Na Cabeceira do Poente
A estrada antiga se apaga na despedida da tarde... Imagens de céu e campo, animais enfileirados no rumo dos paradouros, no alto de uma coxilha...
O céu se pinta de cores na vestimenta das nuvens, na cabeceira do poente. Parece que uma tristeza vem junto c'oa calmaria num pealo de lembranças nesse rodeio da mente.
A paisagem se prepara para abraçar os barrancos, para engolir as divisas fabricadas pelo homem de mãos pesadas de sol… Agora o gado rumina, seguiu a trilha do pasto riscado de um lado a outro na geografia da fome.

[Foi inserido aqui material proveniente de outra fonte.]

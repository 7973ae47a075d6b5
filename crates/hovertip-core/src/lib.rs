#![forbid(unsafe_code)]

//! Core: geometry, pointer events, and hover debouncing.
//!
//! # Role in hovertip
//! `hovertip-core` is the input layer. It owns the coordinate types the
//! placement logic reasons about, the pointer events a host feeds in, and the
//! clock-injected debounce that keeps rapid pointer over/out sequences from
//! ever mounting an overlay.
//!
//! # How it fits in the system
//! `hovertip-widgets` consumes these types to measure overflow and resolve a
//! placement. Nothing here reads a real clock or a real terminal: time arrives
//! as `Instant` arguments and geometry arrives as plain values, so every state
//! transition is reproducible in tests.

pub mod debounce;
pub mod event;
pub mod geometry;
pub mod logging;

// Re-export tracing macros at crate root for ergonomic use.
#[cfg(feature = "tracing")]
pub use logging::{debug, debug_span, error, info, info_span, trace, warn};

Nalguma sanga perdida, nalgum brejo encabulado, alguém entoa cantigas que tocam dentro da alma, que acordam fios de saudade extraviados pelas lidas e pelos calos das domas...
Parecem cravos no peito, de uma saudade sem nome, de quem quis viver solito, mas sente a sede dos mates, cevados na companhia de alguma alma serena aquerenciada no rancho.
As nuvens, ruborizadas, escorrem lá no horizonte pra despedida da luz… Um ar gelado se acampa no silêncio das macegas que costeiam aramados, e um casal de vaga-lumes começa a ronda da noite na escuridão da estrada!
Alguma lebre atrevida perde a noção de espaço e atravessa o corredor! Na fuga, pro outro lado, perde a noção do perigo e, por certo, sente o susto da audácia do próprio ato.
Mariposas, grilos, sapos… Um universo campeiro de sons e de movimentos, camuflados pelo dia, vão desatando seus nós... Ganham vida, nesta hora, quando a luz se vai embora atrás das nuvens de pó.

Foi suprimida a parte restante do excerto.